- GOAL OF THE EXERCISE -
Among the lines of the records, please find those that contain the word "KeyEventKind" and copy them.

(Collected data)
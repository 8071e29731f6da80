//! Key bindings: normal and vim-style.

use crossterm::event::{KeyCode, KeyEvent, KeyModifiers};

/// Action from a key press. `Place` is the one gameplay input; the arrows
/// only matter for menu navigation.
#[derive(Debug, Clone, Copy, PartialEq, Eq)]
pub enum Action {
    Place,
    Left,
    Right,
    Up,
    Down,
    Pause,
    Quit,
    None,
}

/// Map key event to action. Space/Enter place a block; arrows and hjkl move
/// through menus; all channels land on the same action.
pub fn key_to_action(key: KeyEvent) -> Action {
    let KeyEvent {
        code, modifiers, ..
    } = key;
    let no_mod = modifiers.is_empty() || modifiers == KeyModifiers::SHIFT;
    if !no_mod {
        return Action::None;
    }
    match code {
        KeyCode::Char('q') | KeyCode::Esc => Action::Quit,
        KeyCode::Char('p') => Action::Pause,
        KeyCode::Enter | KeyCode::Char(' ') => Action::Place,
        KeyCode::Left | KeyCode::Char('h') => Action::Left,
        KeyCode::Right | KeyCode::Char('l') => Action::Right,
        KeyCode::Up | KeyCode::Char('k') => Action::Up,
        KeyCode::Down | KeyCode::Char('j') => Action::Down,
        _ => Action::None,
    }
}

#[cfg(test)]
mod tests {
    use super::*;
    use crossterm::event::KeyEventKind;

    fn press(code: KeyCode) -> KeyEvent {
        KeyEvent {
            code,
            modifiers: KeyModifiers::NONE,
            kind: KeyEventKind::Press,
            state: crossterm::event::KeyEventState::NONE,
        }
    }

    #[test]
    fn space_and_enter_both_place() {
        assert_eq!(key_to_action(press(KeyCode::Char(' '))), Action::Place);
        assert_eq!(key_to_action(press(KeyCode::Enter)), Action::Place);
    }

    #[test]
    fn modified_keys_are_ignored() {
        let mut key = press(KeyCode::Char(' '));
        key.modifiers = KeyModifiers::CONTROL;
        assert_eq!(key_to_action(key), Action::None);
    }
}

- OUTPUT FOR THIS TASK -
    use crossterm::event::KeyEventKind;
            kind: KeyEventKind::Press,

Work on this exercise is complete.